What you need to do → Find the string "defaults" in the data, and copy out each line that has it.

Available data →
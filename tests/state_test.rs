//! Screen reader state tests
//!
//! Runs `State` against an in-memory desktop with recording outputs, the
//! way the main loop drives it.

use nvda_linux::accessibility::{
    AccessibilityProvider, AccessibleNode, ApplicationInfo, Bounds, MemoryProvider, Role,
    StateSet,
};
use nvda_linux::braille::{BrailleCommand, BrailleDisplay, BrailleDriver, BrailleTable, Dots};
use nvda_linux::haptics::{HapticController, HapticDevice};
use nvda_linux::input::{Action, KeyCode, KeyEvent};
use nvda_linux::spatial::calibration::CalibrationStore;
use nvda_linux::spatial::player::CuePlayer;
use nvda_linux::spatial::SpatialOutput;
use nvda_linux::speech::Synth;
use nvda_linux::state::config::Config;
use nvda_linux::state::{Event, Outputs, State};
use nvda_linux::{NvdaError, Result};
use std::sync::atomic::{AtomicBool, Ordering};
use std::sync::{Arc, Mutex};

type Log<T> = Arc<Mutex<Vec<T>>>;

struct Recorder {
    spoken: Log<String>,
    cancels: Arc<Mutex<usize>>,
}

impl Synth for Recorder {
    fn set_rate(&mut self, _: u8) -> Result<()> {
        Ok(())
    }
    fn set_pitch(&mut self, _: u8) -> Result<()> {
        Ok(())
    }
    fn set_volume(&mut self, _: u8) -> Result<()> {
        Ok(())
    }
    fn set_voice(&mut self, _: &str) -> Result<()> {
        Ok(())
    }
    fn speak(&mut self, text: &str) -> Result<()> {
        self.spoken.lock().unwrap().push(text.to_string());
        Ok(())
    }
    fn letter(&mut self, text: &str) -> Result<()> {
        self.speak(text)
    }
    fn cancel(&mut self) -> Result<()> {
        *self.cancels.lock().unwrap() += 1;
        Ok(())
    }
    fn name(&self) -> &'static str {
        "recorder"
    }
}

struct FakeDisplay {
    writes: Log<Vec<Dots>>,
    disconnects: Arc<Mutex<usize>>,
}

impl BrailleDriver for FakeDisplay {
    fn connect(&mut self) -> Result<()> {
        Ok(())
    }
    fn disconnect(&mut self) -> Result<()> {
        *self.disconnects.lock().unwrap() += 1;
        Ok(())
    }
    fn display_size(&self) -> Option<usize> {
        Some(4)
    }
    fn write_cells(&mut self, cells: &[Dots]) -> Result<()> {
        self.writes.lock().unwrap().push(cells.to_vec());
        Ok(())
    }
    fn name(&self) -> &'static str {
        "fake"
    }
}

struct FakeMotor {
    pulses: Log<(u32, f32)>,
    disconnects: Arc<Mutex<usize>>,
}

impl HapticDevice for FakeMotor {
    fn connect(&mut self) -> Result<()> {
        Ok(())
    }
    fn disconnect(&mut self) -> Result<()> {
        *self.disconnects.lock().unwrap() += 1;
        Ok(())
    }
    fn pulse(&mut self, ms: u32, intensity: f32) -> Result<()> {
        self.pulses.lock().unwrap().push((ms, intensity));
        Ok(())
    }
    fn stop(&mut self) -> Result<()> {
        Ok(())
    }
    fn name(&self) -> &'static str {
        "fake"
    }
}

struct FakePlayer {
    cues: Log<usize>,
}

impl CuePlayer for FakePlayer {
    fn play(&mut self, samples: &[i16], _: u32) -> Result<()> {
        self.cues.lock().unwrap().push(samples.len());
        Ok(())
    }
    fn stop(&mut self) -> Result<()> {
        Ok(())
    }
    fn name(&self) -> &'static str {
        "fake"
    }
}

/// Provider handle the test keeps after `State` takes ownership
#[derive(Clone)]
struct SharedProvider(Arc<Mutex<MemoryProvider>>);

impl AccessibilityProvider for SharedProvider {
    fn initialize(&mut self) -> Result<()> {
        self.0.lock().unwrap().initialize()
    }
    fn focused_node(&mut self) -> Result<Option<AccessibleNode>> {
        self.0.lock().unwrap().focused_node()
    }
    fn focused_application(&mut self) -> Result<Option<ApplicationInfo>> {
        self.0.lock().unwrap().focused_application()
    }
    fn node_at_point(&mut self, x: i32, y: i32) -> Result<Option<AccessibleNode>> {
        self.0.lock().unwrap().node_at_point(x, y)
    }
    fn applications(&mut self) -> Result<Vec<ApplicationInfo>> {
        self.0.lock().unwrap().applications()
    }
    fn perform_action(&mut self, node_id: &str, action: &str) -> Result<()> {
        self.0.lock().unwrap().perform_action(node_id, action)
    }
    fn window_title(&mut self) -> Result<Option<String>> {
        self.0.lock().unwrap().window_title()
    }
    fn shutdown(&mut self) -> Result<()> {
        self.0.lock().unwrap().shutdown()
    }
    fn name(&self) -> &'static str {
        "shared"
    }
}

/// Provider whose focus queries fail while `down` is set
struct FlakyProvider {
    inner: MemoryProvider,
    down: Arc<AtomicBool>,
}

impl AccessibilityProvider for FlakyProvider {
    fn initialize(&mut self) -> Result<()> {
        self.inner.initialize()
    }
    fn focused_node(&mut self) -> Result<Option<AccessibleNode>> {
        if self.down.load(Ordering::SeqCst) {
            return Err(NvdaError::Accessibility("bus gone".to_string()));
        }
        self.inner.focused_node()
    }
    fn focused_application(&mut self) -> Result<Option<ApplicationInfo>> {
        self.inner.focused_application()
    }
    fn node_at_point(&mut self, x: i32, y: i32) -> Result<Option<AccessibleNode>> {
        self.inner.node_at_point(x, y)
    }
    fn applications(&mut self) -> Result<Vec<ApplicationInfo>> {
        self.inner.applications()
    }
    fn perform_action(&mut self, node_id: &str, action: &str) -> Result<()> {
        self.inner.perform_action(node_id, action)
    }
    fn window_title(&mut self) -> Result<Option<String>> {
        self.inner.window_title()
    }
    fn shutdown(&mut self) -> Result<()> {
        self.inner.shutdown()
    }
    fn name(&self) -> &'static str {
        "flaky"
    }
}

struct Harness {
    state: State,
    provider: SharedProvider,
    spoken: Log<String>,
    cells: Log<Vec<Dots>>,
    pulses: Log<(u32, f32)>,
    cues: Log<usize>,
    braille_disconnects: Arc<Mutex<usize>>,
    haptic_disconnects: Arc<Mutex<usize>>,
}

impl Harness {
    fn spoken(&self) -> Vec<String> {
        self.spoken.lock().unwrap().clone()
    }

    fn clear_spoken(&self) {
        self.spoken.lock().unwrap().clear();
    }

    fn focus(&self, id: &str) {
        self.provider.0.lock().unwrap().set_focus(id).unwrap();
    }

    fn press(&mut self, keys: &[KeyCode]) -> Option<Action> {
        let mut action = None;
        for key in keys {
            action = self.state.handle_key(KeyEvent::pressed(*key)).unwrap();
        }
        for key in keys.iter().rev() {
            self.state.handle_key(KeyEvent::released(*key)).unwrap();
        }
        action
    }
}

fn desktop() -> AccessibleNode {
    let shown = StateSet::VISIBLE | StateSet::SHOWING | StateSet::ENABLED;

    let mut ok = AccessibleNode::new("ok", Role::Button, "OK")
        .with_states(shown | StateSet::FOCUSABLE | StateSet::FOCUSED)
        .with_bounds(Bounds::new(100, 100, 80, 30));
    ok.actions.push("click".to_string());

    let mut url = AccessibleNode::new("url", Role::Entry, "Address")
        .with_states(shown | StateSet::FOCUSABLE)
        .with_bounds(Bounds::new(0, 0, 800, 30));
    url.text = Some("abc".to_string());

    let firefox = AccessibleNode::new("firefox", Role::Application, "Firefox").with_child(
        AccessibleNode::new("ffwin", Role::Frame, "Start Page")
            .with_states(shown)
            .with_bounds(Bounds::new(0, 0, 1920, 1080))
            .with_child(url)
            .with_child(ok),
    );

    let term = AccessibleNode::new("konsole", Role::Application, "konsole").with_child(
        AccessibleNode::new("kwin", Role::Frame, "Shell")
            .with_states(shown)
            .with_child(
                AccessibleNode::new("tty", Role::Terminal, "Terminal")
                    .with_states(shown | StateSet::FOCUSABLE),
            ),
    );

    AccessibleNode::new("desktop", Role::Desktop, "main")
        .with_child(firefox)
        .with_child(term)
}

fn harness_with(config: Config) -> Harness {
    let spoken: Log<String> = Arc::default();
    let cells: Log<Vec<Dots>> = Arc::default();
    let pulses: Log<(u32, f32)> = Arc::default();
    let cues: Log<usize> = Arc::default();
    let braille_disconnects = Arc::new(Mutex::new(0));
    let haptic_disconnects = Arc::new(Mutex::new(0));

    let mut display = BrailleDisplay::new(
        Box::new(FakeDisplay {
            writes: cells.clone(),
            disconnects: braille_disconnects.clone(),
        }),
        BrailleTable::builtin(),
        40,
    );
    display.connect().unwrap();

    let mut haptics = HapticController::new(
        Box::new(FakeMotor {
            pulses: pulses.clone(),
            disconnects: haptic_disconnects.clone(),
        }),
        0.8,
        100,
    );
    haptics.connect().unwrap();

    let outputs = Outputs {
        synth: Some(Box::new(Recorder {
            spoken: spoken.clone(),
            cancels: Arc::default(),
        })),
        braille: Some(display),
        haptics: Some(haptics),
        spatial: Some(SpatialOutput::new(
            CalibrationStore::new(),
            Box::new(FakePlayer { cues: cues.clone() }),
        )),
    };

    let provider = SharedProvider(Arc::new(Mutex::new(MemoryProvider::new(desktop()))));
    let state = State::new(config, outputs, Box::new(provider.clone())).unwrap();

    Harness {
        state,
        provider,
        spoken,
        cells,
        pulses,
        cues,
        braille_disconnects,
        haptic_disconnects,
    }
}

fn harness() -> Harness {
    harness_with(Config::defaults())
}

#[test]
fn test_focus_announced_on_every_output() {
    let mut h = harness();

    assert!(h.state.poll_focus().unwrap());
    assert_eq!(h.spoken(), vec!["Firefox browse mode", "OK button"]);
    assert_eq!(h.state.current_app(), Some("Firefox"));

    let display = h.state.outputs().braille.as_ref().unwrap();
    assert_eq!(display.text(), "OK button");
    assert_eq!(display.cells(), 4);
    assert_eq!(h.cells.lock().unwrap().last().map(|w| w.len()), Some(4));

    h.state.outputs_mut().haptics.as_mut().unwrap().wait();
    assert_eq!(h.pulses.lock().unwrap().first(), Some(&(100, 0.8)));
    assert_eq!(h.cues.lock().unwrap().len(), 1);
}

#[test]
fn test_unchanged_focus_is_quiet() {
    let mut h = harness();
    assert!(h.state.poll_focus().unwrap());
    h.clear_spoken();

    assert!(!h.state.poll_focus().unwrap());
    h.state.handle_event(Event::Tick).unwrap();
    assert!(h.spoken().is_empty());
}

#[test]
fn test_application_switch() {
    let mut h = harness();
    h.state.poll_focus().unwrap();

    h.focus("url");
    h.clear_spoken();
    h.state.poll_focus().unwrap();
    // Same application, no new announcement
    assert_eq!(h.spoken().len(), 1);
    assert!(h.spoken()[0].starts_with("Address edit"));

    h.focus("tty");
    h.clear_spoken();
    h.state.poll_focus().unwrap();
    assert_eq!(h.spoken()[0], "Konsole");
    assert_eq!(h.state.current_app(), Some("konsole"));
}

#[test]
fn test_disabled_app_module_uses_plain_name() {
    let mut config = Config::defaults();
    config.set("apps", "browsers.firefox", "false");
    let mut h = harness_with(config);

    h.state.poll_focus().unwrap();
    assert_eq!(h.spoken()[0], "Firefox");
}

#[test]
fn test_say_focus_and_spell() {
    let mut h = harness();
    h.focus("url");
    h.state.poll_focus().unwrap();
    h.clear_spoken();

    let action = h.press(&[KeyCode::INSERT, KeyCode::TAB]);
    assert_eq!(action, Some(Action::SayFocus));
    assert!(h.spoken()[0].starts_with("Address edit"));

    let action = h.press(&[KeyCode::INSERT, KeyCode::TAB]);
    assert_eq!(action, Some(Action::SpellFocus));
    assert_eq!(h.spoken().last().map(String::as_str), Some("a, b, c"));
}

#[test]
fn test_title_and_applications() {
    let mut h = harness();
    h.state.perform(Action::SayTitle).unwrap();
    h.state.perform(Action::SayApplications).unwrap();
    assert_eq!(h.spoken(), vec!["Start Page", "2 applications: Firefox, konsole"]);
}

#[test]
fn test_toggle_speech() {
    let mut h = harness();

    assert_eq!(h.press(&[KeyCode::INSERT, KeyCode::S]), Some(Action::ToggleSpeech));
    assert!(!h.state.speech_on());
    assert_eq!(h.spoken(), vec!["speech off"]);

    h.state.poll_focus().unwrap();
    assert_eq!(h.spoken().len(), 1);

    h.state.perform(Action::ToggleSpeech).unwrap();
    assert!(h.state.speech_on());
    assert_eq!(h.spoken().last().map(String::as_str), Some("speech on"));
}

#[test]
fn test_activate_and_route() {
    let mut h = harness();
    h.state.poll_focus().unwrap();

    h.press(&[KeyCode::INSERT, KeyCode::ENTER]);
    h.state
        .handle_event(Event::Braille(BrailleCommand::Route(1)))
        .unwrap();
    // Beyond the shown text: nothing happens
    h.state
        .handle_event(Event::Braille(BrailleCommand::Route(30)))
        .unwrap();

    let provider = h.provider.0.lock().unwrap();
    let done = provider.performed_actions();
    assert_eq!(done.len(), 2);
    assert_eq!(done[0], ("ok".to_string(), "click".to_string()));
}

#[test]
fn test_no_action_available() {
    let mut h = harness();
    h.focus("tty");
    h.state.perform(Action::ActivateFocus).unwrap();
    assert_eq!(h.spoken(), vec!["no action"]);
}

#[test]
fn test_braille_scrolling() {
    let mut h = harness();
    h.state.poll_focus().unwrap();

    h.press(&[KeyCode::INSERT, KeyCode::LEFT_CTRL, KeyCode::RIGHT]);
    assert_eq!(h.state.outputs().braille.as_ref().unwrap().offset(), 4);

    h.state
        .handle_event(Event::Braille(BrailleCommand::End))
        .unwrap();
    assert_eq!(h.state.outputs().braille.as_ref().unwrap().offset(), 8);

    h.press(&[KeyCode::INSERT, KeyCode::LEFT_CTRL, KeyCode::HOME]);
    assert_eq!(h.state.outputs().braille.as_ref().unwrap().offset(), 0);
}

#[test]
fn test_status_and_contrast() {
    let mut h = harness();
    h.state.perform(Action::SayStatusOfFocus).unwrap();
    assert_eq!(h.spoken(), vec!["OK button, actions click"]);

    h.state.perform(Action::ReportContrast).unwrap();
    assert_eq!(h.spoken()[1], "contrast unknown");
}

#[test]
fn test_quit_and_cleanup() {
    let mut h = harness();
    assert_eq!(h.press(&[KeyCode::INSERT, KeyCode::Q]), Some(Action::Quit));
    assert!(h.state.should_quit());

    h.state.cleanup();
    h.state.cleanup();
    assert_eq!(*h.braille_disconnects.lock().unwrap(), 1);
    assert_eq!(*h.haptic_disconnects.lock().unwrap(), 1);

    let Harness {
        state,
        braille_disconnects,
        ..
    } = h;
    drop(state);
    assert_eq!(*braille_disconnects.lock().unwrap(), 1);
}

#[test]
fn test_without_outputs() {
    let provider = MemoryProvider::new(desktop());
    let mut state = State::new(Config::defaults(), Outputs::default(), Box::new(provider)).unwrap();
    assert!(state.poll_focus().unwrap());
    state.perform(Action::StopSpeech).unwrap();
    state.perform(Action::BrailleEnd).unwrap();
}

#[test]
fn test_failing_provider_keeps_loop_alive() {
    let down = Arc::new(AtomicBool::new(true));
    let provider = FlakyProvider {
        inner: MemoryProvider::new(desktop()),
        down: down.clone(),
    };
    let mut state = State::new(Config::defaults(), Outputs::default(), Box::new(provider)).unwrap();

    assert!(!state.poll_focus().unwrap());
    assert!(!state.poll_focus().unwrap());
    state.handle_event(Event::Tick).unwrap();

    down.store(false, Ordering::SeqCst);
    assert!(state.poll_focus().unwrap());
    assert!(!state.poll_focus().unwrap());
}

Task result →
    harness_with(Config::defaults())
    let mut config = Config::defaults();
    let mut state = State::new(Config::defaults(), Outputs::default(), Box::new(provider)).unwrap();
    let mut state = State::new(Config::defaults(), Outputs::default(), Box::new(provider)).unwrap();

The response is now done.